This book contains both practical guides on exploring missing data, as well as some of the deeper details of how `naniar` works to help you better explore your missing data. A large component of this book are the exercises that accompany each section in each chapter.

``library(tidyverse)``
``── Attaching packages ─────────────────────────────────────── tidyverse 1.3.1 ──``
``````✔ ggplot2 3.3.6     ✔ purrr   0.3.4
✔ tibble  3.1.7     ✔ dplyr   1.0.9
✔ tidyr   1.2.0     ✔ stringr 1.4.0
✔ readr   2.1.2     ✔ forcats 0.5.1``````
``````── Conflicts ────────────────────────────────────────── tidyverse_conflicts() ──
``library(naniar)``

Now that we’ve explored some ways to summarise data using nabular data, we are going to explore how you can use `nabular` data to explore how variables vary as other variables go missing. We’ll demonstrate this using ggplot, showing how to visualise densities, boxplots, and some ways of creating multiple plots, for each type of missingness.

## 9.1 Visualizing missings using densities

To begin, we can look at the distribution of temperature using ggplot, placing `Temp` on the X axis, and then using `geom_density()` to visualise temperature as a density, or a distribution.

``````ggplot(airquality,
aes(x = Temp)) +
geom_density()`````` To explore how temperature changes when ozone is missing, we create the `nabular` data with `nabular()`, and then add in our aesthetics, `colour = Ozone_NA`.

``````airquality %>%
nabular() %>%
ggplot(aes(x = Temp,
color = Ozone_NA)) +
geom_density()`````` This now splits the density into two densities, one for temperature when ozone is present, and one for temperature when ozone is absent.

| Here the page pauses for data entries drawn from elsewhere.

//! Calibrate - task planning with AI time estimates
//!
//! CLI entry point.

use std::fs;
use std::sync::Arc;

use chrono::Utc;
use clap::Parser;
use colored::*;
use eyre::{Context, Result};
use serde::Serialize;
use tracing::{debug, info, warn};

use calibrate::calibration::AccuracyStats;
use calibrate::capacity::{CapacityReport, Severity};
use calibrate::cli::{Cli, Command, OutputFormat, PrefsCommand, SubtaskCommand, TaskCommand, get_log_path};
use calibrate::config::Config;
use calibrate::digest::{DigestBuilder, LogSink, format_time};
use calibrate::domain::{CapacityPreferences, PreferencesPatch, Task, TaskStatus, User};
use calibrate::llm::{LlmClient, create_client};
use calibrate::planner::{Analysis, Completion, NewTask, TaskDetail, TaskList, TaskPatch, TaskPlanner};
use calibrate::state::StateManager;

fn setup_logging(cli_log_level: Option<&str>, config_log_level: Option<&str>) -> Result<()> {
    let log_path = get_log_path();
    if let Some(log_dir) = log_path.parent() {
        fs::create_dir_all(log_dir).context("Failed to create log directory")?;
    }

    // Priority: CLI --log-level > config file > default (INFO)
    let level = match cli_log_level.or(config_log_level).map(|s| s.to_uppercase()) {
        Some(s) => match s.as_str() {
            "TRACE" => tracing::Level::TRACE,
            "DEBUG" => tracing::Level::DEBUG,
            "INFO" => tracing::Level::INFO,
            "WARN" | "WARNING" => tracing::Level::WARN,
            "ERROR" => tracing::Level::ERROR,
            _ => {
                eprintln!("Warning: Unknown log-level '{}', defaulting to INFO", s);
                tracing::Level::INFO
            }
        },
        None => tracing::Level::INFO,
    };

    let log_file = fs::OpenOptions::new()
        .create(true)
        .append(true)
        .open(&log_path)
        .context("Failed to open log file")?;

    tracing_subscriber::fmt()
        .with_writer(log_file)
        .with_ansi(false)
        .with_env_filter(tracing_subscriber::EnvFilter::from_default_env().add_directive(level.into()))
        .init();

    info!("Logging initialized (level: {:?})", level);
    Ok(())
}

#[tokio::main]
async fn main() -> Result<()> {
    let cli = Cli::parse();

    let config = Config::load(cli.config.as_ref()).context("Failed to load configuration")?;
    setup_logging(cli.log_level.as_deref(), config.log_level.as_deref()).context("Failed to setup logging")?;
    config.validate().context("Invalid configuration")?;

    let user_id = cli.user.clone().unwrap_or_else(|| config.user.id.clone());
    let email = if user_id == config.user.id {
        config.user.email.clone()
    } else {
        format!("{}@localhost", user_id)
    };

    let state = StateManager::spawn(&config.storage.path).context("Failed to spawn StateManager")?;
    let llm = if needs_llm(&cli.command) { llm_client(&config) } else { None };
    let planner = TaskPlanner::new(state.clone(), llm, &config)?;
    let user = planner.get_or_create_user(&user_id, &email).await?;

    debug!(command = ?cli.command, %user_id, "main: dispatching command");
    let result = dispatch(&planner, &user, cli.command, cli.format).await;

    if let Err(e) = state.shutdown().await {
        warn!(error = %e, "main: StateManager shutdown failed");
    }
    result
}

/// Commands that may call the model
fn needs_llm(command: &Command) -> bool {
    match command {
        Command::Analyze { .. } => true,
        Command::Task { command } => match command {
            TaskCommand::Add { minutes, subtasks, .. } => minutes.is_none() && subtasks.is_empty(),
            TaskCommand::Reestimate { .. } => true,
            _ => false,
        },
        _ => false,
    }
}

/// Build the LLM client; a missing key degrades to single-step estimates
fn llm_client(config: &Config) -> Option<Arc<dyn LlmClient>> {
    match create_client(&config.llm) {
        Ok(client) => {
            debug!(provider = %config.llm.provider, model = %config.llm.model, "llm_client: created");
            Some(client)
        }
        Err(e) => {
            warn!(error = %e, "llm_client: unavailable, estimates will not be decomposed");
            eprintln!("{} {}", "warning:".yellow(), e);
            None
        }
    }
}

async fn dispatch(planner: &TaskPlanner, user: &User, command: Command, format: OutputFormat) -> Result<()> {
    let user_id = user.id.as_str();
    match command {
        Command::Task { command } => cmd_task(planner, user_id, command, format).await,
        Command::Subtask {
            command: SubtaskCommand::Done { id },
        } => {
            let subtask = planner.complete_subtask(user_id, &id).await?;
            match format {
                OutputFormat::Json => print_json(&subtask),
                OutputFormat::Text => {
                    println!("{} Completed subtask: {}", "✓".green(), subtask.description);
                    Ok(())
                }
            }
        }
        Command::Analyze { description } => {
            let analysis = planner.analyze(user_id, &description).await?;
            match format {
                OutputFormat::Json => print_json(&analysis),
                OutputFormat::Text => {
                    print_analysis(&analysis);
                    Ok(())
                }
            }
        }
        Command::Capacity => {
            let report = planner.capacity_report(user_id).await?;
            match format {
                OutputFormat::Json => print_json(&report),
                OutputFormat::Text => {
                    print_capacity(&report);
                    Ok(())
                }
            }
        }
        Command::Accuracy => {
            let stats = planner.accuracy(user_id).await?;
            match format {
                OutputFormat::Json => print_json(&stats),
                OutputFormat::Text => {
                    print_accuracy(&stats);
                    Ok(())
                }
            }
        }
        Command::Prefs { command } => {
            let prefs = match command {
                PrefsCommand::Show => planner.preferences(user_id).await?,
                PrefsCommand::Set {
                    work_hours,
                    buffer_percent,
                    caution_threshold,
                    timezone,
                    notifications,
                } => {
                    let patch = PreferencesPatch {
                        work_hours_per_day: work_hours,
                        buffer_percent,
                        alert_caution_threshold: caution_threshold,
                        timezone,
                        notifications_enabled: notifications,
                    };
                    planner.update_preferences(user_id, patch).await?
                }
            };
            match format {
                OutputFormat::Json => print_json(&prefs),
                OutputFormat::Text => {
                    print_prefs(&prefs);
                    Ok(())
                }
            }
        }
        Command::Digest { all } => cmd_digest(planner, user, all, format).await,
    }
}

async fn cmd_task(planner: &TaskPlanner, user_id: &str, command: TaskCommand, format: OutputFormat) -> Result<()> {
    debug!(?command, "cmd_task: called");
    match command {
        TaskCommand::Add {
            title,
            description,
            category,
            priority,
            deadline,
            minutes,
            subtasks,
        } => {
            let new = NewTask {
                title,
                description,
                category: category.unwrap_or_default(),
                priority: priority.unwrap_or_default(),
                deadline,
                subtasks,
                estimated_minutes: minutes,
            };
            let detail = planner.create_task(user_id, new).await?;
            match format {
                OutputFormat::Json => print_json(&detail),
                OutputFormat::Text => {
                    println!("{} Created task: {}", "✓".green(), detail.task.id.cyan());
                    print_detail(&detail);
                    Ok(())
                }
            }
        }
        TaskCommand::List {
            status,
            page,
            page_size,
        } => {
            let list = planner.list_tasks(user_id, status, page, page_size).await?;
            match format {
                OutputFormat::Json => print_json(&list),
                OutputFormat::Text => {
                    print_list(&list);
                    Ok(())
                }
            }
        }
        TaskCommand::Show { id } => {
            let detail = planner.get_task(user_id, &id).await?;
            match format {
                OutputFormat::Json => print_json(&detail),
                OutputFormat::Text => {
                    print_detail(&detail);
                    Ok(())
                }
            }
        }
        TaskCommand::Update {
            id,
            title,
            description,
            category,
            priority,
            deadline,
            minutes,
            status,
        } => {
            let patch = TaskPatch {
                title,
                description,
                category,
                priority,
                status,
                deadline,
                estimated_minutes: minutes,
            };
            let task = planner.update_task(user_id, &id, patch).await?;
            print_task_result(&task, "Updated", format)
        }
        TaskCommand::Delete { id } => {
            planner.delete_task(user_id, &id).await?;
            match format {
                OutputFormat::Json => print_json(&serde_json::json!({ "deleted": id })),
                OutputFormat::Text => {
                    println!("{} Deleted task: {}", "✓".green(), id);
                    Ok(())
                }
            }
        }
        TaskCommand::Start { id } => {
            let task = planner.start_task(user_id, &id).await?;
            print_task_result(&task, "Started", format)
        }
        TaskCommand::Defer { id } => {
            let task = planner.defer_task(user_id, &id).await?;
            print_task_result(&task, "Deferred", format)
        }
        TaskCommand::Complete {
            id,
            minutes,
            reason,
            notes,
        } => {
            let completion = Completion {
                actual_minutes: minutes,
                delay_reason: reason,
                notes,
            };
            let (task, actual) = planner.complete_task(user_id, &id, completion).await?;
            match format {
                OutputFormat::Json => print_json(&serde_json::json!({ "task": task, "outcome": actual })),
                OutputFormat::Text => {
                    println!("{} Completed task: {}", "✓".green(), task.title);
                    match actual.predicted_time {
                        Some(predicted) => println!(
                            "  Estimated {}, took {}",
                            format_time(predicted),
                            format_time(actual.actual_time)
                        ),
                        None => println!("  Took {} (no prior estimate)", format_time(actual.actual_time)),
                    }
                    Ok(())
                }
            }
        }
        TaskCommand::Reestimate { id } => {
            let detail = planner.reestimate(user_id, &id).await?;
            match format {
                OutputFormat::Json => print_json(&detail),
                OutputFormat::Text => {
                    print_detail(&detail);
                    Ok(())
                }
            }
        }
    }
}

This shows us that the values of temperature don’t change much when ozone is present or absent.

## 9.2 Visualizing missings using boxplots

Similarly, you can use boxplots to explore missing data, by putting the missingness that you would like to explore by on the x axis (`Ozone_NA`), and temperature on the y axis, then using `geom_boxplot()`.

``````airquality %>%
nabular() %>%
ggplot(aes(x = Ozone_NA,
y = Temp)) +
geom_boxplot()`````` What can we learn from this? The values of temperature are similar when ozone is missing versus not missing. However, there is generally less variation for temperature when ozone is missing, but there are also some temperature outliers.

## 9.3 Visualizing missings using facets

We can visualise two densities for temperature according to the missingness of ozone. This is similar to the previous density visualisation, except the densities are not overlaid, and are faceted - they are in separate plots.

A similar visualisation to the previous visualisation of densities can be made using facets. Here, we use `nabular` data to create a density plot, using `facet_wrap(~Ozone_NA)`.

``````airquality %>%
nabular() %>%
ggplot(aes(x = Temp)) +
geom_density() +
facet_wrap(~Ozone_NA)`````` Splitting by facet can be useful if you want to compare different types of visualisations.

You can look at two scatterplots, facetting by the missingness of Ozone using `Ozone_NA`, for the values temperature and wind.

``````airquality %>%
nabular() %>%
ggplot(aes(x = Temp,
y = Wind)) +
geom_point() +
facet_wrap(~Ozone_NA)`````` Note there are fewer wind and temperature scores when ozone is missing, and that these tend to occur for temperatures over 70 and wind speeds over 5. Overall, the values of wind and temperature when ozone is missing seem similar to when ozone is present.

## 9.4 Visualizing missings using colour

Equivalently to the previous facetted plot, you can visualise the points according to whether they are missing.

``````airquality %>%
nabular() %>%
ggplot(aes(x = Temp,
y = Wind,
color = Ozone_NA)) +
geom_point()`````` This overlays the points rather than creating separate plots. This can sometimes help make comparisons easier, although this is not always the case. In the example above I cannot see any clear pattern in these points.

## 9.5 Adding layers of missingness

A useful advantage to using `facet` to split by missings is that this allows you to look at another condition of missingness. For example, create two plots by the missingness of solar radiation, and then colour the densities by missingness of ozone.

``````airquality %>%
nabular() %>%
ggplot(aes(x = Temp,
color = Ozone_NA)) +
geom_density()  +
facet_wrap(~Solar.R_NA)`````` This shows us that there isn’t much difference in temperature when solar radiation isn’t missing, but when solar radiation is missing, the temperatures are quite low!

Now that we’ve covered some methods for visually exploring missing data using `nabular` data and `ggplot2`, it’s time to practice using this on some other data.